Pro Tips on Training during Ramadan

Content Contributor - Fit Sisters Melbourne (@fitsistersmelbourne)

Written by Veronika Edali

During the holy month of Ramadan during the hours of sunrise to sunset we do not eat or drink and the questions always arises, how do you train during this month?

Some chose not to train at all but for Lulu from Fit Sisters Melbourne and many other athletic sisters when training is part of their life, going from 1-2 sessions a day to nothing for a month is just not even a consideration.

Being smart about your training, timing, nutrition and hydration is everything.

In this blog post Lulu, a CrossFit Coach, Athlete, Personal Trainer, Fighter and a Ninja Warrior S.1, will share her top tips when it comes to training safely and effectively during the month of Ramadan.

Timing

There is no right or wrong answer when it is the best time of day to train during Ramadan. Some prefer to train before Suhur, some choose to get their workout in after Iftar and there plenty of sisters, who enjoy doing fasted workouts an hour before they break their fast. It all comes down to your preferences.

Lulu chooses to train in the mornings after she’s slept, eaten and hydrated in order to show up for her workout full of focus and energy. She tried working out after Iftar, but it simply didn’t work for her.

She recommends sticking to what works best for you personally as you know your body better than anyone.

Coffee

Are you a coffee drinker?

Do you rely on extra energy boosters to get you going?

Yes! This tip is definitely for you.

Lulu never skips her morning pre-workout coffee. She will wake up earlier than she needs to just to get her double and sometimes triple shot cup of coffee in. The quality of training is very important if you are a CrossFit athlete or if you are simply very committed to your fitness.

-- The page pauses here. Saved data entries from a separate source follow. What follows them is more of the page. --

//! Faction command handler
//!
//! Resolves a single store's controller from its ratio.

use crate::error::Result;
use crate::territory::ratio::{resolve_faction, OccupationRatio, RawRatioRecord};
use clap::Args;

/// Faction command arguments
#[derive(Args)]
pub struct FactionArgs {
    /// Goguryeo share
    #[arg(long, conflicts_with = "json")]
    pub goguryeo: Option<f64>,

    /// Baekjae share
    #[arg(long, conflicts_with = "json")]
    pub baekjae: Option<f64>,

    /// Shinla share
    #[arg(long, conflicts_with = "json")]
    pub shinla: Option<f64>,

    /// Raw ratio record, e.g. '{"goguryeo_ratio_ratio": 40, "baekjae_ratio_ratio": 60}'
    #[arg(long)]
    pub json: Option<String>,
}

/// Run the faction command
///
/// Key disagreements in a raw record are reported by the resolver's log
/// output, not here.
pub fn run(args: FactionArgs) -> Result<()> {
    let raw = raw_record(&args)?;
    println!("{}", describe(&raw));
    Ok(())
}

/// One-line summary: label, name and pin colour
fn describe(raw: &RawRatioRecord) -> String {
    let faction = resolve_faction(raw);
    format!("{} ({}) {}", faction.label(), faction, faction.color())
}

fn raw_record(args: &FactionArgs) -> Result<RawRatioRecord> {
    if let Some(json) = &args.json {
        return Ok(serde_json::from_str(json)?);
    }
    Ok(OccupationRatio::new(
        args.goguryeo.unwrap_or(0.0),
        args.baekjae.unwrap_or(0.0),
        args.shinla.unwrap_or(0.0),
    )
    .into())
}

You need to recognise what give you extra energy, whether it’s coffee or an extra peanut butter toast, and make it your priority even if you need to wake up earlier or stay up later - get it in!

Intensity

There is no shame in altering the intensity of your workouts during the month of Ramadan. The holy months is probably not the best time to focus on your BIGGEST fitness goals. You should focus on maintaining your fitness level instead.

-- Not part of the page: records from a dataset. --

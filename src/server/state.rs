//! Server shared state
//!
//! Holds configuration and the resources every request shares.

use crate::config::Config;
use crate::error::Result;
use crate::geo::{get_resolver, DefaultResolver};
use crate::pipeline::tracker::PassTracker;

/// Shared state for the HTTP server
pub struct AppState {
    /// Configuration, fixed for the life of the server
    pub config: Config,

    resolver: DefaultResolver,

    /// Decides which nearby pass is the current one
    tracker: PassTracker,
}

impl AppState {
    /// Create state with providers built from config
    pub fn new(config: Config) -> Result<Self> {
        let resolver = get_resolver(&config)?;
        Ok(Self::with_resolver(config, resolver))
    }

    /// Create state around an existing resolver
    pub fn with_resolver(config: Config, resolver: DefaultResolver) -> Self {
        Self {
            config,
            resolver,
            tracker: PassTracker::new(),
        }
    }

    pub fn resolver(&self) -> &DefaultResolver {
        &self.resolver
    }

    pub fn tracker(&self) -> &PassTracker {
        &self.tracker
    }
}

Lulu chooses to take her intensity on cardio down a notch while still lifting similar weights. You might want to drop the amount of weight you’re lifting, switch your runs to power walks and do yoga and pilates more often. Once again, it all comes down to personal preference, but remember it’s absolutely fine not to pressure yourself into high-intensity training, you can always get back on track right after Ramdan is over!

Nutrition

Rule #1: Don’t skip Suhur!

Rule #2: Fuel your body with good quality, whole, nutritious food.

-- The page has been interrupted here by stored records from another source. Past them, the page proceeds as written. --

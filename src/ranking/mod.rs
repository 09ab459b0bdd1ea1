//! Nearest-store ranking
//!
//! Orders already-geocoded stores by great-circle distance from the user.
//! Stores without coordinates never reach this module; the pipeline drops
//! them first.

use crate::config::defaults::DEFAULT_LIMIT;
use crate::constants::geo::EARTH_RADIUS_KM;
use crate::geo::Coordinates;
use crate::store::ResolvedStore;

/// Great-circle distance in kilometers (haversine formula)
pub fn haversine_km(p1: Coordinates, p2: Coordinates) -> f64 {
    let lat1 = p1.latitude.to_radians();
    let lat2 = p2.latitude.to_radians();
    let delta_lat = (p2.latitude - p1.latitude).to_radians();
    let delta_lng = (p2.longitude - p1.longitude).to_radians();

    let a = (delta_lat / 2.0).sin().powi(2)
        + lat1.cos() * lat2.cos() * (delta_lng / 2.0).sin().powi(2);
    let c = 2.0 * a.sqrt().atan2((1.0 - a).sqrt());

    EARTH_RADIUS_KM * c
}

/// The `limit` stores closest to `origin`, nearest first
///
/// Returns annotated copies; the input slice is not touched. Equal
/// distances keep their input order.
pub fn rank(origin: Coordinates, stores: &[ResolvedStore], limit: usize) -> Vec<ResolvedStore> {
    let mut ranked: Vec<ResolvedStore> = stores
        .iter()
        .map(|store| ResolvedStore {
            distance_km: Some(haversine_km(origin, store.coordinates)),
            ..store.clone()
        })
        .collect();

    // sort_by is stable
    ranked.sort_by(|a, b| {
        let da = a.distance_km.unwrap_or(f64::INFINITY);
        let db = b.distance_km.unwrap_or(f64::INFINITY);
        da.total_cmp(&db)
    });
    ranked.truncate(limit);
    ranked
}

/// Ranker carrying its configured limit
#[derive(Debug, Clone, Copy, PartialEq, Eq)]
pub struct DistanceRanker {
    limit: usize,
}

impl DistanceRanker {
    pub fn new(limit: usize) -> Self {
        Self { limit }
    }

    pub fn limit(&self) -> usize {
        self.limit
    }

    pub fn rank(&self, origin: Coordinates, stores: &[ResolvedStore]) -> Vec<ResolvedStore> {
        rank(origin, stores, self.limit)
    }
}

impl Default for DistanceRanker {
    fn default() -> Self {
        Self::new(DEFAULT_LIMIT)
    }
}

#[cfg(test)]
mod tests {
    use super::*;
    use crate::store::tests::store;
    use crate::territory::ratio::OccupationRatio;
    use crate::territory::Faction;
    use approx::assert_abs_diff_eq;

    /// Roughly 1.11 km per 0.01 degree of latitude
    fn north_of(origin: Coordinates, degrees: f64) -> Coordinates {
        Coordinates::new(origin.latitude + degrees, origin.longitude)
    }

    fn resolved(id: &str, at: Coordinates) -> ResolvedStore {
        ResolvedStore::new(store(id, "addr", None), at)
    }

    const SEOUL: Coordinates = Coordinates {
        latitude: 37.5665,
        longitude: 126.978,
    };

    #[test]
    fn test_haversine_known_distance() {
        let busan = Coordinates::new(35.1796, 129.0756);
        // Seoul - Busan is about 325 km as the crow flies
        let d = haversine_km(SEOUL, busan);
        assert!((d - 325.0).abs() < 5.0, "got {}", d);
    }

    #[test]
    fn test_haversine_zero_and_symmetric() {
        let other = Coordinates::new(33.4996, 126.5312);
        assert_eq!(haversine_km(SEOUL, SEOUL), 0.0);
        assert_abs_diff_eq!(
            haversine_km(SEOUL, other),
            haversine_km(other, SEOUL),
            epsilon = 1e-6
        );
    }

    #[test]
    fn test_one_degree_of_latitude() {
        let d = haversine_km(Coordinates::new(0.0, 0.0), Coordinates::new(1.0, 0.0));
        assert_abs_diff_eq!(d, 111.195, epsilon = 0.01);
    }

    #[test]
    fn test_closer_store_ranks_first() {
        let stores = vec![
            resolved("far", north_of(SEOUL, 0.05)),
            resolved("near", north_of(SEOUL, 0.01)),
            resolved("mid", north_of(SEOUL, 0.03)),
        ];

        let ranked = rank(SEOUL, &stores, 4);
        let ids: Vec<&str> = ranked.iter().map(|s| s.id()).collect();

        assert_eq!(ids, vec!["near", "mid", "far"]);
        assert!(ranked.windows(2).all(|w| w[0].distance_km <= w[1].distance_km));
        // input untouched
        assert!(stores.iter().all(|s| s.distance_km.is_none()));
    }

    #[test]
    fn test_equal_distances_keep_input_order() {
        let spot = north_of(SEOUL, 0.02);
        let stores = vec![
            resolved("first", spot),
            resolved("closest", SEOUL),
            resolved("second", spot),
            resolved("third", spot),
        ];

        let ids: Vec<String> = rank(SEOUL, &stores, 10)
            .into_iter()
            .map(|s| s.store.id)
            .collect();
        assert_eq!(ids, vec!["closest", "first", "second", "third"]);
    }

    #[test]
    fn test_limit_truncates() {
        let stores: Vec<ResolvedStore> = (1..=6)
            .map(|i| resolved(&i.to_string(), north_of(SEOUL, i as f64 * 0.01)))
            .collect();

        assert_eq!(rank(SEOUL, &stores, 4).len(), 4);
        assert_eq!(rank(SEOUL, &stores[..2], 4).len(), 2);
        assert!(rank(SEOUL, &stores, 0).is_empty());
        assert!(rank(SEOUL, &[], 4).is_empty());
    }

    #[test]
    fn test_default_ranker_limit() {
        let ranker = DistanceRanker::default();
        assert_eq!(ranker.limit(), 4);

        let stores: Vec<ResolvedStore> = (1..=6)
            .map(|i| resolved(&i.to_string(), north_of(SEOUL, i as f64 * 0.01)))
            .collect();
        assert_eq!(ranker.rank(SEOUL, &stores).len(), 4);
        assert_eq!(DistanceRanker::new(2).rank(SEOUL, &stores).len(), 2);
    }

    #[test]
    fn test_ranked_stores_keep_faction() {
        // about 2 km and 5 km north
        let a = ResolvedStore::new(
            store("a", "addr a", Some(OccupationRatio::new(50.0, 30.0, 20.0))),
            north_of(SEOUL, 0.018),
        );
        let b = ResolvedStore::new(
            store("b", "addr b", Some(OccupationRatio::new(0.0, 0.0, 0.0))),
            north_of(SEOUL, 0.045),
        );

        let ranked = rank(SEOUL, &[b, a], 4);

        assert_eq!(ranked[0].id(), "a");
        assert_eq!(ranked[0].faction, Faction::Goguryeo);
        assert_eq!(ranked[1].id(), "b");
        assert_eq!(ranked[1].faction, Faction::Unoccupied);
        assert_abs_diff_eq!(ranked[0].distance_km.unwrap(), 2.0, epsilon = 0.05);
    }
}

A note from Lulu: “Make sure your Suhur meal is filling and has protein, carbs and fats. My go to is oats, berries, peanut butter and protein”.

We have an entire blog post dedicated to healthy Suhur! If you’re stuck for ideas check it out!

4 Healthy Suhur Ideas.

If you fuel your body right, you will have the energy to workout, and do it well!

Hydration

Water intake is also very important. Our alert levels and focus suffer significantly if we are dehydrated.

Lulu highly recommends drinking 1 litre of fluid in the morning, water plus some awesome hydration supplements from @malvern.nutrition and drinking 1.5 litres at night.

Whenever you’re not fasting, to make it easier to remember to keep your water intake up have a good size drink bottle next to you and sip on it as often as you can to stay hydrated.

Clothing

Have your workout wardrobe ready and on-point! You want to be in the fighting shape to tackle your next workout. Prepare your outfit the night before.

If you’re heading out for an early morning run, pick your favourite colour of the Ambience Long-line hoodie and pair it up with Classic Block Leggings or Joggers.

If you’re planning an early morning or late night session at the gym then take out a Freedom Top and an Asena Performance Hijab and  put it right next to your packed gym bag.

If you’re planning to maintain the intensity of your usual training and opt out for HIIT then Alpha Top and Classic Block leggings will be the best option to go with.

Intention, preparation and commitment is everything! If you have all three and on top of that you implement Lulu’s tips, you will easily show up for your workouts during the month of Ramadan. 

“Ramadan Mubarak! May this be a blessed month to all” - Lulu

Thank you so much, Lulu, for taking the time to share your wisdom with us!